Sur le plan de la surveillance, il s’agit de détecter l’apparition des premiers virus grippaux, d’identifier et suivre les caractéristiques des souches virales dominantes, de repérer le démarrage de l’épidémie et d’en apprécier la diffusion géographique, l’intensité et la gravité. Le dispositif vise à alerter les professionnels de santé et la population de l’arrivée de la grippe et de ses conséquences. Les sources d’information coordonnées par l’InVS sont multiples ; elles mobilisent les réseaux de médecins généralistes Sentinelles en lien avec les équipes de l’Inserm-UPMC, SOS Médecins, les urgentistes, les services de réanimation, le Centre national de référence de la grippe, les collectivités de personnes âgées (Ehpad…), l’Insee, etc. C’est une grande partie de leurs données qui est aujourd’hui présentée dans ce BEH consacré à la grippe. Il faut les remercier de leur contribution cruciale au système de surveillance. Il convient aussi de souligner l’intérêt d’une surveillance régionalisée de la grippe, permettant d’animer la surveillance au plus près du terrain en la complétant par des sources locales d’information, pour une aide à la décision plus efficace.
Ainsi est-il possible, grâce à ce système de surveillance, de suivre l’épidémie quasiment en temps réel et de mobiliser, si besoin, les hôpitaux et leurs services de réanimation en cas de tensions hospitalières. L’épidémie de 2014-2015, qui a duré neuf semaines, peut être qualifiée d’intensité forte et de gravité importante au regard du nombre de personnes atteintes de grippe hospitalisées après passage aux urgences, ou admises en réanimation, du nombre de décès et du nombre d’épisodes d’infections respiratoires aiguës observées en collectivité de personnes âgées. La gravité de cette dernière épidémie a été liée en partie à la baisse de la couverture vaccinale, mais surtout à la circulation importante de virus grippaux A(H3N2), dont une fraction non négligeable de variants antigéniques était partiellement couverte par le vaccin.

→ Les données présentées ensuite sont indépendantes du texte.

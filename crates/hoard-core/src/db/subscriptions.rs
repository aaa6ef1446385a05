//! `subscription` table

use crate::models::Subscription;
use hoard_common::{HoardError, Result};
use sqlx::SqliteConnection;

const COLUMNS: &str = "id, source_id, name, repr, options, state";

pub async fn insert(
    conn: &mut SqliteConnection,
    source_id: i64,
    name: &str,
    repr: &str,
    options: &str,
    state: &str,
) -> Result<Subscription> {
    let subscription = sqlx::query_as::<_, Subscription>(&format!(
        r#"
        INSERT INTO subscription (source_id, name, repr, options, state)
        VALUES (?1, ?2, ?3, ?4, ?5)
        RETURNING {COLUMNS}
        "#
    ))
    .bind(source_id)
    .bind(name)
    .bind(repr)
    .bind(options)
    .bind(state)
    .fetch_one(conn)
    .await
    .map_err(|e| match e {
        sqlx::Error::Database(ref db) if db.is_unique_violation() => HoardError::Validation(
            format!("a subscription named '{}' already exists for this source", name),
        ),
        other => other.into(),
    })?;

    Ok(subscription)
}

pub async fn get(conn: &mut SqliteConnection, id: i64) -> Result<Option<Subscription>> {
    let subscription = sqlx::query_as::<_, Subscription>(&format!(
        "SELECT {COLUMNS} FROM subscription WHERE id = ?1"
    ))
    .bind(id)
    .fetch_optional(conn)
    .await?;

    Ok(subscription)
}

pub async fn get_by_name(
    conn: &mut SqliteConnection,
    source_id: i64,
    name: &str,
) -> Result<Option<Subscription>> {
    let subscription = sqlx::query_as::<_, Subscription>(&format!(
        "SELECT {COLUMNS} FROM subscription WHERE source_id = ?1 AND name = ?2"
    ))
    .bind(source_id)
    .bind(name)
    .fetch_optional(conn)
    .await?;

    Ok(subscription)
}

pub async fn by_source(conn: &mut SqliteConnection, source_id: i64) -> Result<Vec<Subscription>> {
    let subscriptions = sqlx::query_as::<_, Subscription>(&format!(
        "SELECT {COLUMNS} FROM subscription WHERE source_id = ?1 ORDER BY name"
    ))
    .bind(source_id)
    .fetch_all(conn)
    .await?;

    Ok(subscriptions)
}

/// Subscriptions of a source whose options normalize to `repr`
pub async fn find_by_repr(
    conn: &mut SqliteConnection,
    source_id: i64,
    repr: &str,
) -> Result<Vec<Subscription>> {
    let subscriptions = sqlx::query_as::<_, Subscription>(&format!(
        "SELECT {COLUMNS} FROM subscription WHERE source_id = ?1 AND repr = ?2 ORDER BY id"
    ))
    .bind(source_id)
    .bind(repr)
    .fetch_all(conn)
    .await?;

    Ok(subscriptions)
}

pub async fn update_state(conn: &mut SqliteConnection, id: i64, state: &str) -> Result<()> {
    let result = sqlx::query("UPDATE subscription SET state = ?1 WHERE id = ?2")
        .bind(state)
        .bind(id)
        .execute(conn)
        .await?;

    if result.rows_affected() == 0 {
        return Err(HoardError::not_found("subscription", id.to_string()));
    }

    Ok(())
}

Ce bilan présenté par le BEH est une bonne synthèse de l’épidémie de grippe 2014-2015. Il faut en tenir compte pour la prochaine saison hivernale. En matière de prévention, il convient de promouvoir la vaccination antigrippale et la mise en place de mesures barrières afin de limiter les transmissions. En matière de surveillance, il s’agit de développer les travaux de dimension régionale, plus proches du terrain, et de promouvoir la certification électronique des décès, afin de limiter au maximum les retards à la déclaration et bénéficier plus rapidement des données sur les causes de décès, ce qui contribuera à évaluer de manière réactive la gravité de l’épidémie.
J’espère que ces données sur l’épidémie de grippe 2014-2015 et sa gravité inciteront nos concitoyens à se faire vacciner contre la grippe.